Take another look at that last sentence: It is normal to long for connection. Healthy, even. Foundational to what it means to be human. And also, a profoundly painful longing when it goes unfulfilled.
I am often inspired to write about themes that show up in the therapy room over the course of a week or two. It is uncanny how often multiple clients with no connection to each other outside of shared family toxicity will present with the same kinds of pain. This week, the connecting thread is just that: Connection.
We are all born with a natural and primal drive to form an intimate, loving, and trusting connection with those we look to for our safety. If our primary caregivers are unable to give it to us, we may learn to settle for whatever else we can find. It is a sad commonality between many adult children of narcissists that their childhood attempts to connect with caregivers and loved ones were not well received.
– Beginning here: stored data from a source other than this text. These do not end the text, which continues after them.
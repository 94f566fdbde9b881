//! # pantry-core: Pure Business Logic for Pantry
//!
//! The inventory ledger rules, sale pricing and cost allocation math of the
//! Pantry restaurant engine, as pure functions with zero I/O dependencies.
//!
//! ## Architecture Position
//! ```text
//! ┌─────────────────────────────────────────────────────────────────────────┐
//! │                        Pantry Architecture                              │
//! │                                                                         │
//! │  ┌─────────────────────────────────────────────────────────────────┐   │
//! │  │              Request handlers (HTTP, UI, jobs)                  │   │
//! │  │    auth, permissions, routing: not part of this workspace       │   │
//! │  └─────────────────────────────┬───────────────────────────────────┘   │
//! │                                │                                        │
//! │  ┌─────────────────────────────▼───────────────────────────────────┐   │
//! │  │                    pantry-engine                                │   │
//! │  │    create_sale, restock, product_cost, total_costs, events      │   │
//! │  └─────────────────────────────┬───────────────────────────────────┘   │
//! │                                │                                        │
//! │  ┌─────────────────────────────▼───────────────────────────────────┐   │
//! │  │               ★ pantry-core (THIS CRATE) ★                      │   │
//! │  │                                                                 │   │
//! │  │   ┌───────────┐  ┌───────────┐  ┌───────────┐  ┌───────────┐  │   │
//! │  │   │   types   │  │  ledger   │  │  pricing  │  │  costing  │  │   │
//! │  │   │  Product  │  │  entries  │  │ pre-check │  │ allocation│  │   │
//! │  │   │   Sale    │  │  chains   │  │  totals   │  │  margins  │  │   │
//! │  │   └───────────┘  └───────────┘  └───────────┘  └───────────┘  │   │
//! │  │                                                                 │   │
//! │  │   NO I/O • NO DATABASE • NO NETWORK • PURE FUNCTIONS           │   │
//! │  └─────────────────────────────────────────────────────────────────┘   │
//! │                                │                                        │
//! │  ┌─────────────────────────────▼───────────────────────────────────┐   │
//! │  │                    pantry-db (Database Layer)                   │   │
//! │  │        SQLite, migrations, repositories, stock guard            │   │
//! │  └─────────────────────────────────────────────────────────────────┘   │
//! └─────────────────────────────────────────────────────────────────────────┘
//! ```
//!
//! ## Modules
//!
//! - [`types`] - Domain types (Product, SaleTransaction, CostOperation, etc.)
//! - [`ledger`] - Quantity ledger entries and their invariants
//! - [`pricing`] - Sale pre-check and line pricing
//! - [`costing`] - Cost allocation and period totals
//! - [`money`] - Decimal helpers (no floating point!)
//! - [`clock`] - Time source
//! - [`error`] - Domain error types
//! - [`validation`] - Business rule validation
//!
//! ## Design Principles
//!
//! 1. **Pure Functions**: Every function is deterministic - same input = same output
//! 2. **No I/O**: Database, network, file system access is FORBIDDEN here
//! 3. **Decimal Money**: All monetary values are `rust_decimal::Decimal`
//! 4. **Explicit Errors**: All errors are typed, never strings or panics
//!
//! ## Example Usage
//!
//! ```rust
//! use pantry_core::ledger::{LedgerDraft, LedgerKind};
//! use chrono::Utc;
//!
//! // Selling 5 of 25 burgers
//! let draft = LedgerDraft::new("burger", LedgerKind::Sale, -5, 25, 20, "cashier", Utc::now());
//! assert!(draft.is_ok());
//!
//! // Arithmetic that doesn't add up is rejected
//! let broken = LedgerDraft::new("burger", LedgerKind::Sale, -5, 25, 21, "cashier", Utc::now());
//! assert!(broken.is_err());
//! ```

// =============================================================================
// Module Declarations
// =============================================================================

pub mod clock;
pub mod costing;
pub mod error;
pub mod ledger;
pub mod money;
pub mod pricing;
pub mod types;
pub mod validation;

// =============================================================================
// Re-exports for Convenience
// =============================================================================
// These allow users to do `use pantry_core::LedgerEntry` instead of
// `use pantry_core::ledger::LedgerEntry`

pub use clock::{Clock, FixedClock, SystemClock};
pub use costing::{CostSnapshot, CostSummary, ProductCost};
pub use error::{CoreError, CoreResult, ValidationError};
pub use ledger::{LedgerDraft, LedgerEntry, LedgerKind};
pub use types::*;

use rust_decimal::Decimal;

// =============================================================================
// Crate-Level Constants
// =============================================================================

/// Maximum lines allowed in a single sale
///
/// ## Business Reason
/// Prevents runaway tickets and keeps the sale transaction short.
pub const MAX_SALE_LINES: usize = 100;

/// Maximum quantity of a single sale line
///
/// ## Business Reason
/// Prevents accidental over-ordering (e.g., typing 1000 instead of 10)
pub const MAX_LINE_QUANTITY: i64 = 999;

/// Largest quantity a product may hold or a single movement may carry.
///
/// Keeps every `price × quantity` well inside the decimal range.
pub const MAX_STOCK_QUANTITY: i64 = 1_000_000_000;

/// Largest accepted price or cost amount (one billion).
pub const MAX_AMOUNT: Decimal = Decimal::from_parts(1_000_000_000, 0, 0, false, 0);

/// Number of cost-history entries exposed per product.
pub const DEFAULT_COST_HISTORY_LIMIT: i64 = 50;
Despite a narcissistic parent’s seemingly endless need for attention, that attention did not flow both directions.
For a young child, the question of “Why doesn’t my parent love me?” is both confusing and shameful. Maybe you felt the instinctive wrongness in a parental relationship not characterized by love, acceptance, and trust runs deep. We may live in denial for a time (for our own protection), but there is always a part of us, deep down, that knows this is not how it is supposed to be.
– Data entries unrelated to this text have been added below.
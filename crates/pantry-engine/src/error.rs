//! # Engine Error Type
//!
//! Unified error type for engine operations.
//!
//! ## Error Handling Strategy
//! ```text
//! ┌─────────────────────────────────────────────────────────────────────────┐
//! │                    Error Flow in Pantry                                 │
//! │                                                                         │
//! │  Caller (request handler)                                              │
//! │         │                                                               │
//! │         ▼                                                               │
//! │  ┌──────────────────────────────────────────────────────────────────┐  │
//! │  │  Engine operation: Result<T, EngineError>                        │  │
//! │  │         │                                                        │  │
//! │  │  Rule broken? ─── CoreError::InsufficientStock ─┐                │  │
//! │  │         │                                       │                │  │
//! │  │  Store failed? ── DbError::Busy ────────────────┼─► EngineError  │  │
//! │  │         │                                       │                │  │
//! │  │  Bad config? ──── ConfigError ──────────────────┘                │  │
//! │  └──────────────────────────────────────────────────────────────────┘  │
//! │         │                                                               │
//! │         ▼                                                               │
//! │  error.report() → { "code": "INSUFFICIENT_STOCK", "message": "…" }     │
//! └─────────────────────────────────────────────────────────────────────────┘
//! ```
//!
//! A `DbError::Domain` raised inside a unit of work is unwrapped back into
//! `EngineError::Core`, so callers see one code per business rule no matter
//! which layer caught it.

use serde::Serialize;
use thiserror::Error;
use tracing::error;

use crate::config::ConfigError;
use pantry_core::{CoreError, ValidationError};
use pantry_db::DbError;

/// Errors returned by engine operations.
#[derive(Debug, Error)]
pub enum EngineError {
    /// A business rule rejected the request.
    #[error(transparent)]
    Core(CoreError),

    /// The store failed.
    #[error(transparent)]
    Db(DbError),

    #[error(transparent)]
    Config(#[from] ConfigError),

    /// An event payload could not be encoded or decoded.
    #[error("Serialization error: {0}")]
    Serialization(String),
}

/// Result type for engine operations.
pub type EngineResult<T> = Result<T, EngineError>;

impl EngineError {
    /// Checks if retrying the whole operation may succeed.
    pub fn is_retryable(&self) -> bool {
        matches!(self, EngineError::Db(db) if db.is_busy())
    }

    /// Machine-readable error code.
    pub fn code(&self) -> ErrorCode {
        match self {
            EngineError::Core(core) => match core {
                CoreError::ProductNotFound(_) => ErrorCode::ProductNotFound,
                CoreError::NotSellable { .. } => ErrorCode::NotSellable,
                CoreError::InvalidPrice { .. } => ErrorCode::InvalidPrice,
                CoreError::InsufficientStock { .. } => ErrorCode::InsufficientStock,
                CoreError::InvariantViolation(_) => ErrorCode::InvariantViolation,
                CoreError::InvalidAllocation { .. } => ErrorCode::InvalidAllocation,
                CoreError::EmptySale | CoreError::Validation(_) => ErrorCode::ValidationError,
            },
            EngineError::Db(db) => match db {
                DbError::Busy(_) => ErrorCode::StoreBusy,
                DbError::UniqueViolation { .. } => ErrorCode::ValidationError,
                _ => ErrorCode::DatabaseError,
            },
            EngineError::Config(_) => ErrorCode::ConfigError,
            EngineError::Serialization(_) => ErrorCode::Internal,
        }
    }

    /// What a caller shows or returns: code plus message.
    ///
    /// Store internals are not leaked; their detail stays in the logs.
    pub fn report(&self) -> ErrorReport {
        let message = match self {
            EngineError::Db(DbError::UniqueViolation { field, .. }) => {
                format!("{} already exists", field)
            }
            EngineError::Db(DbError::Busy(_)) => {
                "The store is busy, please retry".to_string()
            }
            EngineError::Db(other) => {
                error!(error = %other, "Database operation failed");
                "Database operation failed".to_string()
            }
            other => other.to_string(),
        };

        ErrorReport {
            code: self.code(),
            message,
        }
    }
}

/// Converts core errors, logging broken invariants.
impl From<CoreError> for EngineError {
    fn from(err: CoreError) -> Self {
        if let CoreError::InvariantViolation(detail) = &err {
            error!(detail = %detail, "Invariant violation, operation aborted");
        }
        EngineError::Core(err)
    }
}

impl From<ValidationError> for EngineError {
    fn from(err: ValidationError) -> Self {
        EngineError::Core(CoreError::Validation(err))
    }
}

/// Converts database errors. Business rejections raised inside a unit of
/// work surface as `Core`.
impl From<DbError> for EngineError {
    fn from(err: DbError) -> Self {
        match err {
            DbError::Domain(core) => EngineError::from(core),
            other => EngineError::Db(other),
        }
    }
}

impl From<serde_json::Error> for EngineError {
    fn from(err: serde_json::Error) -> Self {
        EngineError::Serialization(err.to_string())
    }
}

// =============================================================================
// Error Report
// =============================================================================

/// Error codes handed to collaborators.
#[derive(Debug, Clone, Copy, PartialEq, Eq, Serialize)]
#[serde(rename_all = "SCREAMING_SNAKE_CASE")]
pub enum ErrorCode {
    ProductNotFound,
    NotSellable,
    InvalidPrice,
    InsufficientStock,
    InvariantViolation,
    InvalidAllocation,
    ValidationError,
    StoreBusy,
    DatabaseError,
    ConfigError,
    Internal,
}

/// Serialized failure.
///
/// ```json
/// {
///   "code": "INSUFFICIENT_STOCK",
///   "message": "Insufficient stock for burger: 25 available, 100 requested"
/// }
/// ```
#[derive(Debug, Clone, PartialEq, Eq, Serialize)]
pub struct ErrorReport {
    pub code: ErrorCode,
    pub message: String,
}

impl std::fmt::Display for ErrorReport {
    fn fmt(&self, f: &mut std::fmt::Formatter<'_>) -> std::fmt::Result {
        write!(f, "[{:?}] {}", self.code, self.message)
    }
}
Young children are egocentric by nature. Their world is only as large as what directly affects them. As we grow and mature, our worlds expand and we learn to care about things larger than ourselves. The tragedy of a developmentally normal childhood self-focus is that a child cannot separate a parent’s inability to love from the child’s own lovability. The answer to that heart-wrenching question, then, becomes “Because I am not lovable.” And when we believe that we are unlovable, we are filled with shame and grief.
Connection in peril
So what happens when that child who came to believe that they are unlovable grows up? How does that deep-seated shame and sense of wrongness show up in adulthood? There are several ways that disrupted connection, also known as attachment, can manifest. Here are a few common archetypes. Do any of these sound familiar?
- The people pleaser willing to become whatever their partner needs them to be, with little regard for their own wants and needs
- The distant loner who keeps everyone at arm’s length because close relationships feel suffocating
- The anxious worrier who feels pressure to constantly check in and assess the “state of the union” with their partner
- The hot and cold waverer, swinging between passionate engulfing and cold withdrawal
- The “anyone will do,” who would rather be in a toxic relationship than to be alone
Children who grow up with conditional love, moving goalposts, confusing mood changes, and unclear boundaries have little sense of what the rules of a relationship are supposed to be. They grow up feeling like they can’t trust their own instincts, let alone the words or actions of another person. And yet, that unfulfilled longing for connection may lead them to impulsively or deliberately ignore any red flags in hopes of finally feeling cared for.
I have often heard clients wonder why they seem to attract so many narcissists – wasn’t growing up with one bad enough? Yes, it was. And it also trained you to approach all relationships from a basic assumption that relationships fail because you are unlovable.
Connection begins within
Let’s go back to the PSA from the beginning of this article, in case you need a refresher: It is normal to long for connection. And, when you grow up with a distorted view of love and relationships, you will likely base your relationship expectations on a skewed schematic. So, how do you address those distortions and create a healthier relationship?
It begins within.
I have written before about forming a loving, compassionate connection between your core Self and the parts of you that have been wounded. I have witnessed on countless occasions the healing power of connection with Self. And I have seen how creating a connection within opens up new possibilities for stronger, healthier relationships with others.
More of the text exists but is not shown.